The mother/daughter relationship can be one of the most beautiful relationships you experience in your lifetime. With that being said, the mother/daughter relationship can often be layered and complicated. Moms were once little girls too and they can bring their own experiences and unresolved trauma from their childhood into their parenting. The most important thing in the mother/daughter relationship would be the mom having worked on things that might prevent her from parenting from a place of love, not fear, but this is not always the case. I believe most moms want to be great moms and for this to happen, they must work on themselves first.
Recently, my daughter, Madison, and I sat down to record a podcast episode to discus our mother/daughter relationship and share insights on the importance of setting boundaries, resolving conflict, and creating space for one another without projecting or holding each other hostage.
listen to the full episode on:
On the importance of setting boundaries…
The “B” word! It’s important and completely normal to set boundaries within the mother/daughter relationship. When daughters are young it’s more natural for boundaries to cross but as the daughter ages (matures) it is healthy to establish boundaries for both mother and daughter. As moms, we must let our daughters mature, make decisions for themselves and become independent of the mother/daughter relationship. It’s important to know what to say “yes” to and what we should say “no” to. We get to choose how we show up. Moms, our children are not at our beckon call! We must respect their boundaries. It’s important to communicate to each other what you want boundaries for each other to look like. Teach each other how to respect each other’s time. And it’s okay for boundaries to change, just communicate what is changing. Express boundaries. Respect each other’s boundaries.
On the importance of resolving conflict…
In all of our relationships, and especially within our mother/daughter relationship, if we want to have a healthy relationship, we must normalize conflict. Conflict should not be feared, it is inevitable and should be expected, but it must be resolved. We will not feel genuinely close with someone if we are walking on eggshells or avoiding them.
Here are a few tips if you are having conflict with your mom or daughter:
- Decide in advance that when you have conflict you each will be committed to resolving it.
- Set aside a time to resolve conflict when it’s convenient for both of you.
- Talk out your conflict until you each feel it’s resolved.
- Ask each other for forgiveness.
Hot Questions for Debbie—
In this episode, Madison asked me the following questions:
- How do I define generational trauma?
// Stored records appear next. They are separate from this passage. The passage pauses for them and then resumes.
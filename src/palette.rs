/// Colours shared by the SVG charts and the terminal dashboard.
pub type Rgb = (u8, u8, u8);

pub const FOCUS: Rgb = (0xe7, 0x4c, 0x3c);
pub const COMPETITOR: Rgb = (0x34, 0x98, 0xdb);
pub const MUTED: Rgb = (0x95, 0xa5, 0xa6);
pub const HIGHLIGHT: Rgb = (0xf3, 0x9c, 0x12);
pub const GROWTH: Rgb = (0x27, 0xae, 0x60);
pub const INK: Rgb = (0x2c, 0x3e, 0x50);
pub const BACKGROUND: Rgb = (0xf8, 0xf9, 0xfa);

const DISTINCT: [Rgb; 14] = [
    (0x1f, 0x77, 0xb4),
    (0xff, 0x7f, 0x0e),
    (0x2c, 0xa0, 0x2c),
    (0x94, 0x67, 0xbd),
    (0x8c, 0x56, 0x4b),
    (0xe3, 0x77, 0xc2),
    (0x7f, 0x7f, 0x7f),
    (0xbc, 0xbd, 0x22),
    (0x17, 0xbe, 0xcf),
    (0xae, 0xc7, 0xe8),
    (0xff, 0xbb, 0x78),
    (0x98, 0xdf, 0x8a),
    (0xc5, 0xb0, 0xd5),
    (0xc4, 0x9c, 0x94),
];

/// Colour of the `idx`-th competitor; cycles past the end of the table.
pub fn distinct(idx: usize) -> Rgb {
    DISTINCT[idx % DISTINCT.len()]
}

/// One colour per bank: the focus bank in red, every other bank a distinct
/// colour in the order given.
pub fn bank_colours<'a>(
    banks: impl IntoIterator<Item = &'a str>,
    focus_bank: &str,
) -> Vec<(&'a str, Rgb)> {
    let mut next = 0;
    banks
        .into_iter()
        .map(|bank| {
            if bank == focus_bank {
                (bank, FOCUS)
            } else {
                next += 1;
                (bank, distinct(next - 1))
            }
        })
        .collect()
}

/// Yellow-orange-red ramp sampled at `t` in `[0, 1]`.
pub fn heat(t: f64) -> Rgb {
    const STOPS: [Rgb; 5] = [
        (0xff, 0xff, 0xcc),
        (0xfe, 0xd9, 0x76),
        (0xfd, 0x8d, 0x3c),
        (0xe3, 0x1a, 0x1c),
        (0x80, 0x00, 0x26),
    ];
    ramp(&STOPS, t)
}

/// Light-to-dark blue ramp.
pub fn blues(t: f64) -> Rgb {
    const STOPS: [Rgb; 3] = [(0xde, 0xeb, 0xf7), (0x6b, 0xae, 0xd6), (0x08, 0x30, 0x6b)];
    ramp(&STOPS, t)
}

fn ramp(stops: &[Rgb], t: f64) -> Rgb {
    let t = if t.is_finite() { t.clamp(0.0, 1.0) } else { 0.0 };
    let scaled = t * (stops.len() - 1) as f64;
    let lo = (scaled.floor() as usize).min(stops.len() - 2);
    let frac = scaled - lo as f64;
    let mix = |a: u8, b: u8| (a as f64 + (b as f64 - a as f64) * frac).round() as u8;
    let (a, b) = (stops[lo], stops[lo + 1]);
    (mix(a.0, b.0), mix(a.1, b.1), mix(a.2, b.2))
}

pub fn to_hex((r, g, b): Rgb) -> String {
    format!("#{r:02x}{g:02x}{b:02x}")
}

pub fn from_hex(raw: &str) -> Option<Rgb> {
    let digits = raw.strip_prefix('#')?;
    if digits.len() != 6 {
        return None;
    }
    let channel = |i: usize| u8::from_str_radix(digits.get(i..i + 2)?, 16).ok();
    Some((channel(0)?, channel(2)?, channel(4)?))
}

#[cfg(test)]
mod tests {
    use super::*;

    #[test]
    fn ramp_hits_both_ends() {
        assert_eq!(heat(0.0), (0xff, 0xff, 0xcc));
        assert_eq!(heat(1.0), (0x80, 0x00, 0x26));
        assert_eq!(heat(f64::NAN), heat(0.0));
        assert_eq!(blues(2.0), (0x08, 0x30, 0x6b));
    }

    #[test]
    fn hex_round_trips() {
        assert_eq!(to_hex(FOCUS), "#e74c3c");
        assert_eq!(from_hex("#e74c3c"), Some(FOCUS));
        assert_eq!(from_hex("e74c3c"), None);
        assert_eq!(from_hex("#zz0000"), None);
    }

    #[test]
    fn distinct_colours_cycle() {
        assert_eq!(distinct(0), distinct(14));
        assert_ne!(distinct(0), distinct(1));
    }

    #[test]
    fn focus_bank_is_always_red() {
        let colours = bank_colours(["A", "Focus", "B"], "Focus");
        assert_eq!(colours[0], ("A", distinct(0)));
        assert_eq!(colours[1], ("Focus", FOCUS));
        assert_eq!(colours[2], ("B", distinct(1)));
    }
}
Trauma that is passed down through families and is repeated until someone stops the cycle. It can be stopped but we must be intentional to stop it.
- What does it mean to “validate” your child’s emotions? It means that it’s their experience, it’s not our experience. Don’t feel threatened. Let your child know that what they expressed we hear them. We don’t have to take away their pain or fix them, we just need to listen.
- How can daughters begin to release their judgement of their moms? Realize that your moms are human and that they were little girls too. Person first, mom second.
- How do you parent out of love vs fear? We can be overprotective because of our own trauma. We don’t want our child to face the same things we did and want to protect them at all costs. However, this can sometimes limit our child from leaning and embracing their own journey. When we parent out of love, we’re learning to see our child for who they are, not who we want or need them to be.
- What would I do differently as a parent? Everything, haha. Be united with your spouse as you parent. Keep working on ourselves to have a healthy marriage and parenting.
- How have I have transitioned our relationship from you needing me for nourishment, safety, love and protection to you growing up? It’s been fun! As parents, we want to control our kids’ lives, but if we have prepared them, we get to reap the benefits of watching them grow up.
- What’s one message you would want to pass on to other mothers? It’s important for moms to have their own purpose and dreams.